-- WHAT THE TASK REQUIRES --
What is needed is every line of the data that includes the word "RateLimitInfo". Please copy each one.

-- RECORDED DATA --
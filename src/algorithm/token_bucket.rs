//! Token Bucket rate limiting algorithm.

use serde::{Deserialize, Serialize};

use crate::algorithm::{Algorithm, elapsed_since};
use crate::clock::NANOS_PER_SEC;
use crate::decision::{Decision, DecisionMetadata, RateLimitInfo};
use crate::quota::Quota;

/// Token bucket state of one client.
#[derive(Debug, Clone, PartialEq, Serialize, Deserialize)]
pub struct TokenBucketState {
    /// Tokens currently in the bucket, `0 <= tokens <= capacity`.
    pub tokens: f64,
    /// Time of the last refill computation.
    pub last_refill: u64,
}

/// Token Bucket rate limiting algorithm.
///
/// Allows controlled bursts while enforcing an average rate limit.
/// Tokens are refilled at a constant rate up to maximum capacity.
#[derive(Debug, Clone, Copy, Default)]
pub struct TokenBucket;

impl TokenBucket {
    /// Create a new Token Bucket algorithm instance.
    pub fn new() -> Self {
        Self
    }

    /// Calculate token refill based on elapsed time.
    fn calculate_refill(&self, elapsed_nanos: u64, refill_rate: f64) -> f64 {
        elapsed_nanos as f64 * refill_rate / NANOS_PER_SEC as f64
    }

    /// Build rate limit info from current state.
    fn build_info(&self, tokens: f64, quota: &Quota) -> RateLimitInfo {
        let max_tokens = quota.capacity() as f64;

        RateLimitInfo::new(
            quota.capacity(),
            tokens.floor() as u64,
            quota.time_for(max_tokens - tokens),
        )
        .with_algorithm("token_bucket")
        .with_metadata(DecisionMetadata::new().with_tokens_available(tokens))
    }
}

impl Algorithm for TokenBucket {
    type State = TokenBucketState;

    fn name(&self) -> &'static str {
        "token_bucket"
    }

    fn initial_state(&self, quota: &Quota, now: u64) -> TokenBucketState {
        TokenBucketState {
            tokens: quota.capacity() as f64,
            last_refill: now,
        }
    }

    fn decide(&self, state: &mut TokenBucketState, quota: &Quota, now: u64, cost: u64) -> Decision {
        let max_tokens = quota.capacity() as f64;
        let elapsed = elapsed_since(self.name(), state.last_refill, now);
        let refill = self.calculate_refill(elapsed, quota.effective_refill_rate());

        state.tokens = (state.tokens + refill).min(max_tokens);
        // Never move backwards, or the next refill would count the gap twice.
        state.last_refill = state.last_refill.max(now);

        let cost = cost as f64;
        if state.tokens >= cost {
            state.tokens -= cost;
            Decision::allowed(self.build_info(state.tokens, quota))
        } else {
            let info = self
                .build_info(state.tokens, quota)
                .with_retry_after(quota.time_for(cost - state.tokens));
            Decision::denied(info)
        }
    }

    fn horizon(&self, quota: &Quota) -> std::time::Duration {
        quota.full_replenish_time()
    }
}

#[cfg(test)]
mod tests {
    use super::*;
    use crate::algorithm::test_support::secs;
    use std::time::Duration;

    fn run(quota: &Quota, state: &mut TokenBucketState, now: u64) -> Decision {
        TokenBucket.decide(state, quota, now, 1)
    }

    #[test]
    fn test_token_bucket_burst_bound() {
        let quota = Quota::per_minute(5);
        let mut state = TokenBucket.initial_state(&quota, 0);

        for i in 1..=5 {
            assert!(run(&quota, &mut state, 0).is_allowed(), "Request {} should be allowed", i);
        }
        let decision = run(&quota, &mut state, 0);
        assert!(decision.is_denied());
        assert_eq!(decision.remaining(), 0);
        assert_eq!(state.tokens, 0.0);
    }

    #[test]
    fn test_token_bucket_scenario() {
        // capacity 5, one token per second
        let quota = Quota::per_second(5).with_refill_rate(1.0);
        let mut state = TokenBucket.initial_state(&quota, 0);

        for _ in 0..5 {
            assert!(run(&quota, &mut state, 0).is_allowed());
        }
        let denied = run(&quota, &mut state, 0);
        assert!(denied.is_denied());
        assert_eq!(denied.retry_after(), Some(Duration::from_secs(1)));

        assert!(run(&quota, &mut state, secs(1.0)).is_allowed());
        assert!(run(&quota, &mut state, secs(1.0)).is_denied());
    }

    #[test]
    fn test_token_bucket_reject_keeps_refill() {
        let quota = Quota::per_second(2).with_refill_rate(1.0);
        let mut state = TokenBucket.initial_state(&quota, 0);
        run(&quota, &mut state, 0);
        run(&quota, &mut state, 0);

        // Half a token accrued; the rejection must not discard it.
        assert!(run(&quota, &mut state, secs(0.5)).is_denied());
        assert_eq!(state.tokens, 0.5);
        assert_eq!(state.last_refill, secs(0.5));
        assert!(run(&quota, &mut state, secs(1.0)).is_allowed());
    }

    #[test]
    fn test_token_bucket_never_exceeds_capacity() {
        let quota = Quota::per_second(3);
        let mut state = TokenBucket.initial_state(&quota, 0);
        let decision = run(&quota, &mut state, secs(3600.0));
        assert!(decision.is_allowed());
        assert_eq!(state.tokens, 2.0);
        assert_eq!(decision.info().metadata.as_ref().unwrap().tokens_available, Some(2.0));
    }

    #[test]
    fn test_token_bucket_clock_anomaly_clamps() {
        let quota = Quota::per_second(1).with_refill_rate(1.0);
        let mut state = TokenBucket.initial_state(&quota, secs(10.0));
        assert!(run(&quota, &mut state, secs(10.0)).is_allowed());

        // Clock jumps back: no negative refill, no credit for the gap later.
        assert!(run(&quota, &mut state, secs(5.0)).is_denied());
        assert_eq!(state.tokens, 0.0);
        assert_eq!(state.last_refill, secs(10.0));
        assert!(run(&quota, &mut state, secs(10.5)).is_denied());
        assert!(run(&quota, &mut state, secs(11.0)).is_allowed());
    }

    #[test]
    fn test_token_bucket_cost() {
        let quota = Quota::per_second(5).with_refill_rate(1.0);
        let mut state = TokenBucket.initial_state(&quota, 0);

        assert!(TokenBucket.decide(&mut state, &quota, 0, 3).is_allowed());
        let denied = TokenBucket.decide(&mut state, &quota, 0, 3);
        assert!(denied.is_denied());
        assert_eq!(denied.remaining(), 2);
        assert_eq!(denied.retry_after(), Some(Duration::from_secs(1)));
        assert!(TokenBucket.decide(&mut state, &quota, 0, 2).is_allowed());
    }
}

-- ANSWER FOR THE TASK --
use crate::decision::{Decision, DecisionMetadata, RateLimitInfo};
    fn build_info(&self, tokens: f64, quota: &Quota) -> RateLimitInfo {
        RateLimitInfo::new(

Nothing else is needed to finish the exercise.